◆ Your objective ◆
The answer should contain all of the records below, each one copied word for word.

◆ Material supplied ◆
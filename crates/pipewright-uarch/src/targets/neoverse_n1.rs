//! Arm Neoverse N1: four-wide out-of-order core. Stores split into an address
//! micro-op on one of the load/store pipes and a data micro-op on the store
//! data pipe.

use pipewright_isa::{Arch, Instruction, Opcode, ARM_AARCH64};

use super::{feeds_accumulator, is_any_load, is_any_store};
use crate::error::Result;
use crate::latency::Latency;
use crate::model::{CostModel, CostTables};
use crate::resolver::Key;
use crate::units::{execution_units, ExecutionUnit, UnitRequirement};

execution_units! {
    pub enum Unit {
        B => "B",
        S0 => "S0",
        S1 => "S1",
        M => "M",
        L0 => "L0",
        L1 => "L1",
        D => "D",
        V0 => "V0",
        V1 => "V1",
    }
}

/// Cost model of the Neoverse N1.
#[derive(Debug, Clone)]
pub struct NeoverseN1 {
    tables: CostTables,
}

impl NeoverseN1 {
    /// Registry name.
    pub const NAME: &'static str = "Arm_Neoverse_N1";

    /// Build the model with its tables filled in.
    pub fn new() -> Self {
        let CostTables {
            units,
            inverse_throughput,
            latency,
        } = CostTables::new(Self::NAME);

        let store: &[&[Unit]] = &[&[Unit::L0, Unit::L1], &[Unit::D]];
        let units = units
            .rule(Key::pred(is_any_store), UnitRequirement::all(store))
            .rule(Key::pred(Instruction::is_vector_mul), UnitRequirement::any(&[Unit::V0]))
            .rule(
                Key::pred(Instruction::is_vector_add_sub),
                UnitRequirement::any(&[Unit::V0, Unit::V1]),
            )
            .rule(Opcode::MulX, UnitRequirement::any(&[Unit::M]))
            .rule(Key::pred(is_any_load), UnitRequirement::any(&[Unit::L0, Unit::L1]))
            .rule(Opcode::AddX, UnitRequirement::any(&[Unit::S0, Unit::S1, Unit::M]))
            .rule(Opcode::Nop, UnitRequirement::any(&[Unit::B, Unit::S0, Unit::S1]));

        let inverse_throughput = inverse_throughput
            .rule(Opcode::Stp, 2)
            .rule(
                Key::any([
                    Key::pred(Instruction::is_vector_mul),
                    Key::pred(Instruction::is_vector_add_sub),
                    Key::pred(is_any_load),
                    Key::pred(is_any_store),
                    Key::ops(&[Opcode::MulX, Opcode::AddX, Opcode::Nop]),
                ]),
                1,
            );

        let latency = latency
            .rule(Opcode::Ldr, 5)
            .rule(Key::any([Key::ops(&[Opcode::MulV, Opcode::Mla]), Key::pred(is_any_load)]), 4)
            .rule(Opcode::Fmul, 3)
            .rule(Key::ops(&[Opcode::AddV, Opcode::SubV, Opcode::MulX]), 2)
            .rule(Key::pred(is_any_store), 1)
            .rule(Key::ops(&[Opcode::AddX, Opcode::Nop]), 1);

        Self {
            tables: CostTables {
                units,
                inverse_throughput,
                latency,
            },
        }
    }
}

impl Default for NeoverseN1 {
    fn default() -> Self {
        Self::new()
    }
}

impl CostModel for NeoverseN1 {
    fn name(&self) -> &'static str {
        Self::NAME
    }

    fn arch(&self) -> &'static Arch {
        &ARM_AARCH64
    }

    fn issue_rate(&self) -> u32 {
        4
    }

    fn unit_names(&self) -> &'static [&'static str] {
        Unit::NAMES
    }

    fn tables(&self) -> &CostTables {
        &self.tables
    }

    fn get_latency(
        &self,
        src: &Instruction,
        output_index: usize,
        dst: &Instruction,
    ) -> Result<Latency> {
        let base = self.base_latency(src)?;
        if src.opcode() == Opcode::Mla && feeds_accumulator(src, output_index, dst) {
            return Ok(Latency::Cycles(1));
        }
        Ok(Latency::Cycles(base))
    }
}

#[cfg(test)]
mod tests {
    use super::super::parse_as;
    use super::*;
    use crate::units::UnitSet;

    #[test]
    fn stores_need_address_and_data() {
        let model = NeoverseN1::new();
        for (line, op) in [
            ("str v0, [x1]", Opcode::Str),
            ("str x0, [x1]", Opcode::StrX),
            ("stp v0, v1, [x2]", Opcode::Stp),
            ("xsave XSTACK0, x3", Opcode::Xsave),
        ] {
            let inst = parse_as(&ARM_AARCH64, line, op);
            let units = model.get_units(&inst).unwrap();
            assert_eq!(
                units.sets(),
                &[UnitSet::of(&[Unit::L0, Unit::L1]), UnitSet::of(&[Unit::D])],
                "{line}"
            );
        }
    }

    #[test]
    fn loads_are_single_unit() {
        let model = NeoverseN1::new();
        let ldr = parse_as(&ARM_AARCH64, "ldr v0, [x1, #16]", Opcode::Ldr);
        assert!(!model.get_units(&ldr).unwrap().is_conjunction());
        assert_eq!(model.base_latency(&ldr).unwrap(), 5);
    }

    #[test]
    fn accumulate_chain() {
        let model = NeoverseN1::new();
        let a = parse_as(&ARM_AARCH64, "mla v0, v1, v2", Opcode::Mla);
        let b = parse_as(&ARM_AARCH64, "mla v0, v3, v4", Opcode::Mla);
        assert_eq!(model.get_latency(&a, 0, &b).unwrap(), Latency::Cycles(1));
        assert!(!model.has_min_max_objective());
    }
}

◆ Expected output ◆
filename crates/pipewright-uarch/src/targets/neoverse_n1.rs
//! Arm Neoverse N1: four-wide out-of-order core. Stores split into an address
//! micro-op on one of the load/store pipes and a data micro-op on the store
//! data pipe.

use pipewright_isa::{Arch, Instruction, Opcode, ARM_AARCH64};

use super::{feeds_accumulator, is_any_load, is_any_store};
use crate::error::Result;
use crate::latency::Latency;
use crate::model::{CostModel, CostTables};
use crate::resolver::Key;
use crate::units::{execution_units, ExecutionUnit, UnitRequirement};

execution_units! {
    pub enum Unit {
        B => "B",
        S0 => "S0",
        S1 => "S1",
        M => "M",
        L0 => "L0",
        L1 => "L1",
        D => "D",
        V0 => "V0",
        V1 => "V1",
    }
}

/// Cost model of the Neoverse N1.
#[derive(Debug, Clone)]
pub struct NeoverseN1 {
    tables: CostTables,
}

impl NeoverseN1 {
    /// Registry name.
    pub const NAME: &'static str = "Arm_Neoverse_N1";

    /// Build the model with its tables filled in.
    pub fn new() -> Self {
        let CostTables {
            units,
            inverse_throughput,
            latency,
        } = CostTables::new(Self::NAME);

        let store: &[&[Unit]] = &[&[Unit::L0, Unit::L1], &[Unit::D]];
        let units = units
            .rule(Key::pred(is_any_store), UnitRequirement::all(store))
            .rule(Key::pred(Instruction::is_vector_mul), UnitRequirement::any(&[Unit::V0]))
            .rule(
                Key::pred(Instruction::is_vector_add_sub),
                UnitRequirement::any(&[Unit::V0, Unit::V1]),
            )
            .rule(Opcode::MulX, UnitRequirement::any(&[Unit::M]))
            .rule(Key::pred(is_any_load), UnitRequirement::any(&[Unit::L0, Unit::L1]))
            .rule(Opcode::AddX, UnitRequirement::any(&[Unit::S0, Unit::S1, Unit::M]))
            .rule(Opcode::Nop, UnitRequirement::any(&[Unit::B, Unit::S0, Unit::S1]));

        let inverse_throughput = inverse_throughput
            .rule(Opcode::Stp, 2)
            .rule(
                Key::any([
                    Key::pred(Instruction::is_vector_mul),
                    Key::pred(Instruction::is_vector_add_sub),
                    Key::pred(is_any_load),
                    Key::pred(is_any_store),
                    Key::ops(&[Opcode::MulX, Opcode::AddX, Opcode::Nop]),
                ]),
                1,
            );

        let latency = latency
            .rule(Opcode::Ldr, 5)
            .rule(Key::any([Key::ops(&[Opcode::MulV, Opcode::Mla]), Key::pred(is_any_load)]), 4)
            .rule(Opcode::Fmul, 3)
            .rule(Key::ops(&[Opcode::AddV, Opcode::SubV, Opcode::MulX]), 2)
            .rule(Key::pred(is_any_store), 1)
            .rule(Key::ops(&[Opcode::AddX, Opcode::Nop]), 1);

        Self {
            tables: CostTables {
                units,
                inverse_throughput,
                latency,
            },
        }
    }
}

impl Default for NeoverseN1 {
    fn default() -> Self {
        Self::new()
    }
}

impl CostModel for NeoverseN1 {
    fn name(&self) -> &'static str {
        Self::NAME
    }

    fn arch(&self) -> &'static Arch {
        &ARM_AARCH64
    }

    fn issue_rate(&self) -> u32 {
        4
    }

    fn unit_names(&self) -> &'static [&'static str] {
        Unit::NAMES
    }

    fn tables(&self) -> &CostTables {
        &self.tables
    }

    fn get_latency(
        &self,
        src: &Instruction,
        output_index: usize,
        dst: &Instruction,
    ) -> Result<Latency> {
        let base = self.base_latency(src)?;
        if src.opcode() == Opcode::Mla && feeds_accumulator(src, output_index, dst) {
            return Ok(Latency::Cycles(1));
        }
        Ok(Latency::Cycles(base))
    }
}

#[cfg(test)]
mod tests {
    use super::super::parse_as;
    use super::*;
    use crate::units::UnitSet;

    #[test]
    fn stores_need_address_and_data() {
        let model = NeoverseN1::new();
        for (line, op) in [
            ("str v0, [x1]", Opcode::Str),
            ("str x0, [x1]", Opcode::StrX),
            ("stp v0, v1, [x2]", Opcode::Stp),
            ("xsave XSTACK0, x3", Opcode::Xsave),
        ] {
            let inst = parse_as(&ARM_AARCH64, line, op);
            let units = model.get_units(&inst).unwrap();
            assert_eq!(
                units.sets(),
                &[UnitSet::of(&[Unit::L0, Unit::L1]), UnitSet::of(&[Unit::D])],
                "{line}"
            );
        }
    }

    #[test]
    fn loads_are_single_unit() {
        let model = NeoverseN1::new();
        let ldr = parse_as(&ARM_AARCH64, "ldr v0, [x1, #16]", Opcode::Ldr);
        assert!(!model.get_units(&ldr).unwrap().is_conjunction());
        assert_eq!(model.base_latency(&ldr).unwrap(), 5);
    }

    #[test]
    fn accumulate_chain() {
        let model = NeoverseN1::new();
        let a = parse_as(&ARM_AARCH64, "mla v0, v1, v2", Opcode::Mla);
        let b = parse_as(&ARM_AARCH64, "mla v0, v3, v4", Opcode::Mla);
        assert_eq!(model.get_latency(&a, 0, &b).unwrap(), Latency::Cycles(1));
        assert!(!model.has_min_max_objective());
    }
}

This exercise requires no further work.